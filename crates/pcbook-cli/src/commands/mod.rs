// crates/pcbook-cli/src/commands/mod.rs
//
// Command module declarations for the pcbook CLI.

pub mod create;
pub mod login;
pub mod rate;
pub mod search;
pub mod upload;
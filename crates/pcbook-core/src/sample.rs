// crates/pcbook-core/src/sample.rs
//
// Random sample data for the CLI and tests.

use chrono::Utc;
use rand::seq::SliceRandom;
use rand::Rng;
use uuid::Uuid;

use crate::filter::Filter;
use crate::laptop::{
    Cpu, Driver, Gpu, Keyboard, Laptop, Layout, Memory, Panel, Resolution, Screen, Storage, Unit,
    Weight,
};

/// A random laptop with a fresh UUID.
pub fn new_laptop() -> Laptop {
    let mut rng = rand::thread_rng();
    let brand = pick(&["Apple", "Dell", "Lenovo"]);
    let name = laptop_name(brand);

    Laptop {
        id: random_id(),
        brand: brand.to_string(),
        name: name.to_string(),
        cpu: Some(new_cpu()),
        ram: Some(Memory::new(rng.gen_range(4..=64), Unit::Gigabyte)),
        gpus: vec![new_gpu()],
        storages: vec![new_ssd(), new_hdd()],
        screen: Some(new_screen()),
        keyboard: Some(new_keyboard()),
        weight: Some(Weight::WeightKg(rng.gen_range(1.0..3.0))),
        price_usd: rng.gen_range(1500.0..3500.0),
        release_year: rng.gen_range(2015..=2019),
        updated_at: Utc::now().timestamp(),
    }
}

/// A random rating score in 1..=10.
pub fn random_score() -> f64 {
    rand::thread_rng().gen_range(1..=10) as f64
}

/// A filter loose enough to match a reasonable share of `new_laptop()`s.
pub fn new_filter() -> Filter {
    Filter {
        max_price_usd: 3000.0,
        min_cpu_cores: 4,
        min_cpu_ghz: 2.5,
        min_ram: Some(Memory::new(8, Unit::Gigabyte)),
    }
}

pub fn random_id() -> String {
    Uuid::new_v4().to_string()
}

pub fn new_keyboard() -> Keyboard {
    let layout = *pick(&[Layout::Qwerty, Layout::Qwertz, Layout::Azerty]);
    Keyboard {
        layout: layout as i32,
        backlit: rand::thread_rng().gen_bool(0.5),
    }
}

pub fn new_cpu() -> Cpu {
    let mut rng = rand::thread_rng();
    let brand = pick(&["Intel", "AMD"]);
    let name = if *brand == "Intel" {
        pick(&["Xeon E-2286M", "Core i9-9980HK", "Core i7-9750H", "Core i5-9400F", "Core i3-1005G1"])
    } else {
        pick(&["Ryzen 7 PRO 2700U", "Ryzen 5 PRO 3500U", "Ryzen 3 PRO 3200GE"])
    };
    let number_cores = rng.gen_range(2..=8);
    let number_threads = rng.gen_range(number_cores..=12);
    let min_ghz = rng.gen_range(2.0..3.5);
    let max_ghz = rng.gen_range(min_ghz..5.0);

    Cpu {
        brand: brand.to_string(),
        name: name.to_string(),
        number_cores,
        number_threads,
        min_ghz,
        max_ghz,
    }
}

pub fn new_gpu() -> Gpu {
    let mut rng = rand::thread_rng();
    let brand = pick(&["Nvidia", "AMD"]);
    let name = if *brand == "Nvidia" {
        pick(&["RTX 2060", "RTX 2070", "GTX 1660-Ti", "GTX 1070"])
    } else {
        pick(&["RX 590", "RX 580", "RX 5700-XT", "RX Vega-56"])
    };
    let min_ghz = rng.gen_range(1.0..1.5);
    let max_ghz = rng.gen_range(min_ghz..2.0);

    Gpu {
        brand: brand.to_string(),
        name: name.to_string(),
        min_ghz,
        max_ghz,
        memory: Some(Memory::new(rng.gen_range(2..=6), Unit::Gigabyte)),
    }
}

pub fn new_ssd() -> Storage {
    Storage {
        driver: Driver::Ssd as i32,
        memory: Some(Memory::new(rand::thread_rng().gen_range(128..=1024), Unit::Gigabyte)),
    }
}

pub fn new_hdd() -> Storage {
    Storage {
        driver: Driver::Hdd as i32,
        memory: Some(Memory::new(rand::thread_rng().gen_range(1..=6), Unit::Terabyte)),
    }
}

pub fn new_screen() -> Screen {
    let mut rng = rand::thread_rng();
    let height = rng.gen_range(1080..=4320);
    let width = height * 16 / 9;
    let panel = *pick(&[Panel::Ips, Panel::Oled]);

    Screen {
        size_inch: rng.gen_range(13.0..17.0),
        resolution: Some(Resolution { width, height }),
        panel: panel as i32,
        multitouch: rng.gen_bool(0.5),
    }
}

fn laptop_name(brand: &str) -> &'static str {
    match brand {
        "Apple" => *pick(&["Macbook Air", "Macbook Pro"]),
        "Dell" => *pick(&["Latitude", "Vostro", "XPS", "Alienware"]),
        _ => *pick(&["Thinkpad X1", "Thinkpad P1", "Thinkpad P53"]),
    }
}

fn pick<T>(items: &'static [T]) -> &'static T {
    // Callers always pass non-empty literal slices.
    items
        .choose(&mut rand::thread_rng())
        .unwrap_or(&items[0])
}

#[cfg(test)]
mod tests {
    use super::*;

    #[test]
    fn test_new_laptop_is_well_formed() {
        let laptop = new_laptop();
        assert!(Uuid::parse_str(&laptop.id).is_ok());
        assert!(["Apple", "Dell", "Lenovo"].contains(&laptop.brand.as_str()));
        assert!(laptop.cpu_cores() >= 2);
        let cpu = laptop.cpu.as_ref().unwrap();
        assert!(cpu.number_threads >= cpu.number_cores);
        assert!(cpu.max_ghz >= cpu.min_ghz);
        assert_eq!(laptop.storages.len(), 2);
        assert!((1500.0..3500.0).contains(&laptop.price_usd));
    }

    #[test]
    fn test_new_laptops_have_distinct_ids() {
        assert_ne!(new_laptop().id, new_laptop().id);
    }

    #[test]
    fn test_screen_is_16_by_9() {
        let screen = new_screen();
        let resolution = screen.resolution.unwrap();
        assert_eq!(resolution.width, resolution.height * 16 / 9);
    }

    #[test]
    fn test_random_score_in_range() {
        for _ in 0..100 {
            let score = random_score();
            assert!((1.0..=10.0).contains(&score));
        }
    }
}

--

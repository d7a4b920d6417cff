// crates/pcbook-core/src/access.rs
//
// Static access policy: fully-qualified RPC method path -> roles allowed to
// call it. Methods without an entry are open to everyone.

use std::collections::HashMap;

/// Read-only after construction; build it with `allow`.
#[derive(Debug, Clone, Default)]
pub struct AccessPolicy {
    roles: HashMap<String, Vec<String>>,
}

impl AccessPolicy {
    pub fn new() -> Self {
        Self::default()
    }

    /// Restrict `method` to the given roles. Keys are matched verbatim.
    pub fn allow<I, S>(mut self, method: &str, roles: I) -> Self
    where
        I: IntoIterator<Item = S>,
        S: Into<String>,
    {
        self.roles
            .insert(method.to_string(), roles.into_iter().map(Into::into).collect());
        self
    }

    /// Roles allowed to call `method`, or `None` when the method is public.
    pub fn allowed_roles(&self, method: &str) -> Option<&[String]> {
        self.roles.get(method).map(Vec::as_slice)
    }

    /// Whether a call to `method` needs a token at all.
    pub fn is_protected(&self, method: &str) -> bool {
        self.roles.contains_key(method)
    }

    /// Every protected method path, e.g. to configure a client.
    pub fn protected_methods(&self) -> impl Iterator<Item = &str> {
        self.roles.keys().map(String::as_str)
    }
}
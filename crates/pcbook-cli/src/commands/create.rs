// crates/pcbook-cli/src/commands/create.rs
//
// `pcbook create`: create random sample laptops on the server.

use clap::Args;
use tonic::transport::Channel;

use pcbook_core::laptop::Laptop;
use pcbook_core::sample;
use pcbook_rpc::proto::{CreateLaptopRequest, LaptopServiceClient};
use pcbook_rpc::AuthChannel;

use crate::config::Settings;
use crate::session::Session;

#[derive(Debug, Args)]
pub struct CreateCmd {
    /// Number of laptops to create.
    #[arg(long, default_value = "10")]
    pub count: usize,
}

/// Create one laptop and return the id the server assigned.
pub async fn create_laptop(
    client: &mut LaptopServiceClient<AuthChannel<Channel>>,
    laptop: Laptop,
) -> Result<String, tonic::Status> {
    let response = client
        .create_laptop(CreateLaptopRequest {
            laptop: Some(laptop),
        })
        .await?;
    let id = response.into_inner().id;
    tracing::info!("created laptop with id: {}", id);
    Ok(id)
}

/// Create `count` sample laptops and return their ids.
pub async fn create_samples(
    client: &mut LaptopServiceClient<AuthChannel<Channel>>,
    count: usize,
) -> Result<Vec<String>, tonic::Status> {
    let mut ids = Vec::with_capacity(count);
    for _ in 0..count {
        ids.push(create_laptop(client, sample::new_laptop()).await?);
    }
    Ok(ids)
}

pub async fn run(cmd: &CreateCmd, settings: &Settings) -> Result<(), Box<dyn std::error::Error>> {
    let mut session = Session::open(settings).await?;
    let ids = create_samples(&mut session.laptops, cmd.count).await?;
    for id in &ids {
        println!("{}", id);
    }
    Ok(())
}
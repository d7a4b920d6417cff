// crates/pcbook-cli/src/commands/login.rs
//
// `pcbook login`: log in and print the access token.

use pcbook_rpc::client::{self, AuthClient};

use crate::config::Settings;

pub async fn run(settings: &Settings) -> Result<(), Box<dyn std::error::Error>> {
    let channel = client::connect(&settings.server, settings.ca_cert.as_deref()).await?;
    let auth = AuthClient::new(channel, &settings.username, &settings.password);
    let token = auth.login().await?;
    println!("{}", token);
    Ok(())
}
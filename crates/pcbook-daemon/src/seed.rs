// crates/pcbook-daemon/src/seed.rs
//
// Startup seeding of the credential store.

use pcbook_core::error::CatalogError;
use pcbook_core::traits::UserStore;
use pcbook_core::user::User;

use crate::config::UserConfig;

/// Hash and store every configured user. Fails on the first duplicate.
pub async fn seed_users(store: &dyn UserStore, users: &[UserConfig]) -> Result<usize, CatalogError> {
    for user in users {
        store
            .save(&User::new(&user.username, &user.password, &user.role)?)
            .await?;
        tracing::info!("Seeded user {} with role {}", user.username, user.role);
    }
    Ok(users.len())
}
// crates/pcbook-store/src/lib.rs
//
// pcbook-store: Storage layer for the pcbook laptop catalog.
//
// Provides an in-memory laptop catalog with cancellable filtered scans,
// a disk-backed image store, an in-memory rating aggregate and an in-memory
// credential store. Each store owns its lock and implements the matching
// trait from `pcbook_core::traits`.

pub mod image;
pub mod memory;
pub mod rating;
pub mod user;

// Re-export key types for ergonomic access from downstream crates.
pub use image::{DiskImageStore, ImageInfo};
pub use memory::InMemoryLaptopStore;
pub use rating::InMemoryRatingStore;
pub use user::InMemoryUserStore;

**Goal of the exercise**: Pull each line containing "open" from the records.

**Completed task**:
// call it. Methods without an entry are open to everyone.
    let mut session = Session::open(settings).await?;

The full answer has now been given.